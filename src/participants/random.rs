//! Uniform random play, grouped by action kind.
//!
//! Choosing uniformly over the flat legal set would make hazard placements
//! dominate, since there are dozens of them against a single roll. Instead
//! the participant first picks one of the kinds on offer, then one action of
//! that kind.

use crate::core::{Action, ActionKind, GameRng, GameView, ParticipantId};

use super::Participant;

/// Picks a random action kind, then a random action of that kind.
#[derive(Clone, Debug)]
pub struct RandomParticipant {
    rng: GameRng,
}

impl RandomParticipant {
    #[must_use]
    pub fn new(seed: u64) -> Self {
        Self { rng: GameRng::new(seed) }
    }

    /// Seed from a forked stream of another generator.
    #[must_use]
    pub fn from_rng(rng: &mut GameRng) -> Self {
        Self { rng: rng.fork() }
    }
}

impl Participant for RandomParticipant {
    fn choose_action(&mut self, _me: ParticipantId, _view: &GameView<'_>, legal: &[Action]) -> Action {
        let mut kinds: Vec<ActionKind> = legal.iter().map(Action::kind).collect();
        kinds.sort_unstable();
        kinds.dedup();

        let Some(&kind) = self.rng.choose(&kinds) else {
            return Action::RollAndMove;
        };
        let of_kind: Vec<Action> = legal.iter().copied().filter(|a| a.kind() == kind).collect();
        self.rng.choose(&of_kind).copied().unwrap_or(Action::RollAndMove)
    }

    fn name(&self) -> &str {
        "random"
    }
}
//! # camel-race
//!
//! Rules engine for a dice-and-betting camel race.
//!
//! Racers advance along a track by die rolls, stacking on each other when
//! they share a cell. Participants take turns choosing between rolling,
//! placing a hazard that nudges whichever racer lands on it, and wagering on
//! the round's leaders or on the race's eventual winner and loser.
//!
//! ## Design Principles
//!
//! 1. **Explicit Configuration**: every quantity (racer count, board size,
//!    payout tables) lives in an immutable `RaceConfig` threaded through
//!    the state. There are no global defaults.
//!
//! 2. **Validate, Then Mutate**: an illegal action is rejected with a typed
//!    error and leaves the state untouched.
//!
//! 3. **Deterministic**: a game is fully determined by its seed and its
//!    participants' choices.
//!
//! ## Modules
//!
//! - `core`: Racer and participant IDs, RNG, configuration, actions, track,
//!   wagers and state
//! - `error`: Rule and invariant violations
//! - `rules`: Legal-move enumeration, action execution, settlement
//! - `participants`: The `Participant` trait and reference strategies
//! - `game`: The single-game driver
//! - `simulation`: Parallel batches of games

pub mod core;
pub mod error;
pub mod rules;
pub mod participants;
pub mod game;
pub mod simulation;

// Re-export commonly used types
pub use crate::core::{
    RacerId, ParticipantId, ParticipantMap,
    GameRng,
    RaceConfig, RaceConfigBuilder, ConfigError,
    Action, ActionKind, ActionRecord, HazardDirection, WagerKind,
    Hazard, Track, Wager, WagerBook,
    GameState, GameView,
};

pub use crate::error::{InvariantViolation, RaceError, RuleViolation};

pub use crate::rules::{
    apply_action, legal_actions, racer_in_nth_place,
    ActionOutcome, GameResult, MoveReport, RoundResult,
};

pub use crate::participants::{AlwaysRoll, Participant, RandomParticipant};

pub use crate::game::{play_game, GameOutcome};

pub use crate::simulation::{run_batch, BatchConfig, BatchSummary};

###

Work order. Of the lines in the listing, some hold the word "RollAndMove". Report how many, and only that.

Reply. 2